The other day I came across this George Booth New Yorker drawing (published in the issue of November 13, 1989). I immediately took a screenshot of it and put it aside for a rainy day Spill. Well today’s that rainy day.
The drawing is a reminder of why I fell so heavily under Booth’s graphic spell back in the 1970s when I began contributing to The New Yorker. I can’t say that I had a favorite New Yorker cartoonist then — with so many to choose from, picking just one would’ve been near impossible. But I will say that Booth was most certainly in the top of my top ten favorites. His influence was a huge energy boost; energy felt and acted on (in my own drawings) as I looked through each new issue of The New Yorker. His cartoon art was high bar — something so wonderful it was truly inspirational.
The drawing above hit me (in the best way) because of the drawing itself. Booth’s creative viewpoint was outstanding. He gives us a drone-like view here, and pulls it off because Booth could draw like nobody’s business (never been exactly sure what that means, but I like the sound of it) — he was a cartoonist Michelin chef. Look at the way he handled the house, the car, the characters and the horizon (well, that ‘s just about the entire drawing isn’t it?). Perfect balance, perfect shading, perfect body language for all. And the capper: the mother floating above. (The New Yorker‘s database description of the drawing reads: “Wife to husband about his bloated mother floating upside down above the house.”
This is exactly the kind of drawing that caused me to break out of linear cartooning, and let go (on paper that is). Let go and try anything. Coupled with Booth’s try anything approach was his ability — as my late colleague Henry Martin would’ve put it — to draw funny. Every character he set down on paper was stand-alone funny. Look at that little kid in the drawing (to me, he looks a little like Bruce Eric Kaplan’s characters, but in miniature). The kid is perhaps the simplest element on the scene, and yet…we don’t need more than Booth has drawn.
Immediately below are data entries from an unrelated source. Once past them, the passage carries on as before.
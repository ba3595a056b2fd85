//! # Live Voice
//!
//! A duplex voice session against a realtime speech model: microphone audio
//! streams up as PCM16, the model's audio streams back and is played without
//! gaps, and barge-in interruptions cancel whatever is still queued.
//!
//! - **audio**: codec, audio graph, capture, amplitude analysis, backends
//! - **remote**: the realtime service connection (protocol, client, retry)
//! - **session**: the state machine tying both together, and its driver task
//!
//! The HTTP/WebSocket server in `main.rs` is one host for a session; the
//! library can be embedded anywhere a tokio runtime is available.

pub mod audio;
pub mod remote;
pub mod session;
The dot for an eye, and a super short tightly blotted line for the mouth is all that’s needed — more would’ve ruined the moment (this is a foundational understanding to all those practicing in the school of Thurber).
Looking again at this Booth drawing only reaffirms what didn’t need reaffirming, but is nevertheless necessary to talk about. The drawing is a reminder of what’s possible in cartoonland.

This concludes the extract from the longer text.